Target has an interesting enough premise, but its awkward mishmash of genres and influences mean it fails to hit the bull’s-eye.
Today, Netflix continues its burgeoning relationship with Indonesian cinema by dropping a double-bill, one of which is Raditya Dika’s comedy-thriller Target. It must be said, though, that the previously high standards set by The Night Comes For Us and May the Devil Take You aren’t exactly met here.
Blending meta-cultural commentary with genre thrills, the best thing about Target is its premise, which sees nine Indonesian celebrities playing twisted versions of themselves amassing to film a movie (also called Target) and finding themselves at the mercy of an enigmatic “Game Master” who assures them that the next 24 hours will be fraught with increasingly bizarre and deadly challenges and that only one of them will survive.
As far as hooks go, that’ll do. But the problems are in the execution. A knockabout satirical comedy plays awkwardly against a Saw-inspired thriller, and as a result, both elements feel half-baked and neither works in the way that it should. Comedy is subjective, of course, but beyond the gags being thinly-written, surface-level and mostly obvious, there’s an issue in cultural quirks being inadequately translated into English subtitles. It might just be me, but I never felt like I was laughing quite as much as I was supposed to be – if I was laughing at all.
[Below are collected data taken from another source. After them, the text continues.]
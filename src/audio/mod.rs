//! Synthesized portal sounds
//!
//! Every sound is a handful of oscillator tones; the tables live here so they
//! can be inspected without a browser. `web::AudioManager` turns them into
//! Web Audio nodes.

#[cfg(target_arch = "wasm32")]
pub mod web;

#[cfg(target_arch = "wasm32")]
pub use web::AudioManager;

/// Oscillator waveform
#[derive(Debug, Clone, Copy, PartialEq, Eq)]
pub enum Waveform {
    Sine,
    Square,
    Sawtooth,
    Triangle,
}

/// One enveloped oscillator
#[derive(Debug, Clone, Copy, PartialEq)]
pub struct Tone {
    /// Start frequency (Hz)
    pub freq: f32,
    /// Exponential glide target, if any
    pub end_freq: Option<f32>,
    pub wave: Waveform,
    /// Peak gain before master/sfx volume
    pub gain: f32,
    /// Offset from trigger time (seconds)
    pub start: f64,
    /// Seconds until the gain has decayed
    pub duration: f64,
}

impl Tone {
    const fn new(freq: f32, wave: Waveform, gain: f32, duration: f64) -> Self {
        Self {
            freq,
            end_freq: None,
            wave,
            gain,
            start: 0.0,
            duration,
        }
    }

    const fn glide(mut self, end_freq: f32) -> Self {
        self.end_freq = Some(end_freq);
        self
    }

    const fn at(mut self, start: f64) -> Self {
        self.start = start;
        self
    }
}

/// Discrete sound triggers
#[derive(Debug, Clone, Copy, PartialEq, Eq)]
pub enum SoundEvent {
    /// Any button or card tap
    Click,
    /// Long press on the gateway sigil
    HeavyPress,
    /// Screen change
    ModeSwitch,
    /// Vault opened
    Unlock,
}

const CLICK: &[Tone] = &[Tone::new(880.0, Waveform::Sine, 0.2, 0.08).glide(440.0)];

const HEAVY_PRESS: &[Tone] = &[
    Tone::new(120.0, Waveform::Sine, 0.5, 0.25).glide(50.0),
    Tone::new(240.0, Waveform::Square, 0.1, 0.1),
];

const MODE_SWITCH: &[Tone] = &[
    Tone::new(300.0, Waveform::Triangle, 0.3, 0.3).glide(900.0),
    Tone::new(600.0, Waveform::Sine, 0.15, 0.25).at(0.12),
];

// C major arpeggio up to the octave
const UNLOCK: &[Tone] = &[
    Tone::new(523.25, Waveform::Triangle, 0.25, 0.4),
    Tone::new(659.25, Waveform::Triangle, 0.25, 0.4).at(0.1),
    Tone::new(783.99, Waveform::Triangle, 0.25, 0.4).at(0.2),
    Tone::new(1046.5, Waveform::Triangle, 0.3, 0.6).at(0.3),
];

impl SoundEvent {
    pub fn tones(&self) -> &'static [Tone] {
        match self {
            SoundEvent::Click => CLICK,
            SoundEvent::HeavyPress => HEAVY_PRESS,
            SoundEvent::ModeSwitch => MODE_SWITCH,
            SoundEvent::Unlock => UNLOCK,
        }
    }

    /// Time until the last tone has finished
    pub fn length(&self) -> f64 {
        self.tones()
            .iter()
            .map(|t| t.start + t.duration)
            .fold(0.0, f64::max)
    }
}

/// Ambient drone root (A1) and its fifth
pub const AMBIENT_ROOT_HZ: f32 = 55.0;
pub const AMBIENT_FIFTH_HZ: f32 = 82.5;
/// Drone gain at full environment intensity
pub const AMBIENT_MAX_GAIN: f32 = 0.12;

/// Stereo position, -1 = hard left, 1 = hard right
pub fn clamp_pan(pan: f32) -> f32 {
    if pan.is_nan() { 0.0 } else { pan.clamp(-1.0, 1.0) }
}

/// Environment intensity in 0..=1
pub fn clamp_intensity(intensity: f32) -> f32 {
    if intensity.is_nan() {
        0.0
    } else {
        intensity.clamp(0.0, 1.0)
    }
}

/// Drone gain for an environment intensity (never fully silent while looping)
pub fn ambient_gain(intensity: f32) -> f32 {
    AMBIENT_MAX_GAIN * (0.25 + 0.75 * clamp_intensity(intensity))
}

/// Pan for an element at `x` within a viewport of `width`
pub fn pan_for_position(x: f32, width: f32) -> f32 {
    if width <= 0.0 {
        return 0.0;
    }
    clamp_pan(x / width * 2.0 - 1.0)
}

/// Master/sfx/mute mix shared by every backend
#[derive(Debug, Clone, Copy, PartialEq)]
pub struct Mix {
    pub master_volume: f32,
    pub sfx_volume: f32,
    pub muted: bool,
}

impl Default for Mix {
    fn default() -> Self {
        Self {
            master_volume: 0.8,
            sfx_volume: 1.0,
            muted: false,
        }
    }
}

impl Mix {
    pub fn effective_volume(&self) -> f32 {
        if self.muted {
            0.0
        } else {
            self.master_volume.clamp(0.0, 1.0) * self.sfx_volume.clamp(0.0, 1.0)
        }
    }
}

#[cfg(test)]
mod tests {
    use super::*;

    const ALL: [SoundEvent; 4] = [
        SoundEvent::Click,
        SoundEvent::HeavyPress,
        SoundEvent::ModeSwitch,
        SoundEvent::Unlock,
    ];

    #[test]
    fn test_tone_tables_are_playable() {
        for event in ALL {
            let tones = event.tones();
            assert!(!tones.is_empty(), "{event:?}");
            for tone in tones {
                assert!(tone.freq > 0.0);
                // Exponential ramps cannot target zero
                assert!(tone.end_freq.is_none_or(|f| f > 0.0));
                assert!(tone.gain > 0.0 && tone.gain <= 1.0);
                assert!(tone.duration > 0.0 && tone.start >= 0.0);
            }
        }
    }

    #[test]
    fn test_unlock_is_longest() {
        assert!((SoundEvent::Unlock.length() - 0.9).abs() < 1e-9);
        assert!(SoundEvent::Click.length() < SoundEvent::Unlock.length());
    }

    #[test]
    fn test_pan_and_intensity_contracts() {
        assert_eq!(clamp_pan(-3.0), -1.0);
        assert_eq!(clamp_pan(0.25), 0.25);
        assert_eq!(clamp_pan(f32::NAN), 0.0);
        assert_eq!(clamp_intensity(1.5), 1.0);
        assert_eq!(clamp_intensity(-0.5), 0.0);

        assert_eq!(pan_for_position(0.0, 800.0), -1.0);
        assert_eq!(pan_for_position(400.0, 800.0), 0.0);
        assert_eq!(pan_for_position(800.0, 800.0), 1.0);
        assert_eq!(pan_for_position(10.0, 0.0), 0.0);
    }

    #[test]
    fn test_ambient_gain() {
        assert!((ambient_gain(0.0) - AMBIENT_MAX_GAIN * 0.25).abs() < 1e-6);
        assert!((ambient_gain(1.0) - AMBIENT_MAX_GAIN).abs() < 1e-6);
        assert!((ambient_gain(9.0) - AMBIENT_MAX_GAIN).abs() < 1e-6);
    }

    #[test]
    fn test_mix() {
        let mix = Mix::default();
        assert!((mix.effective_volume() - 0.8).abs() < 1e-6);
        let muted = Mix { muted: true, ..mix };
        assert_eq!(muted.effective_volume(), 0.0);
    }
}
While Dika proves himself a solid experimental filmmaker, any potential commentary is wasted on empty plotting and two-dimensional characterisations; a better film would have leaned more confidently in one direction or the other, but as it stands Target feels like it’s trying too hard to multitask but not hard enough to make what it’s actually doing worth watching.
Raditya Dika, Cinta Laura Kiehl, Samuel Rizal, Willy Dozan, Abdur Arsyad, Hifdzi Khoir, Ria Ricis, Romy Rafael and Anggika Bolsterli play their roles enthusiastically, if not entirely convincingly, but the games they’re forced to endure don’t wring much out of them. In the end, the only people who feel as though they’ve been properly tormented are the audience.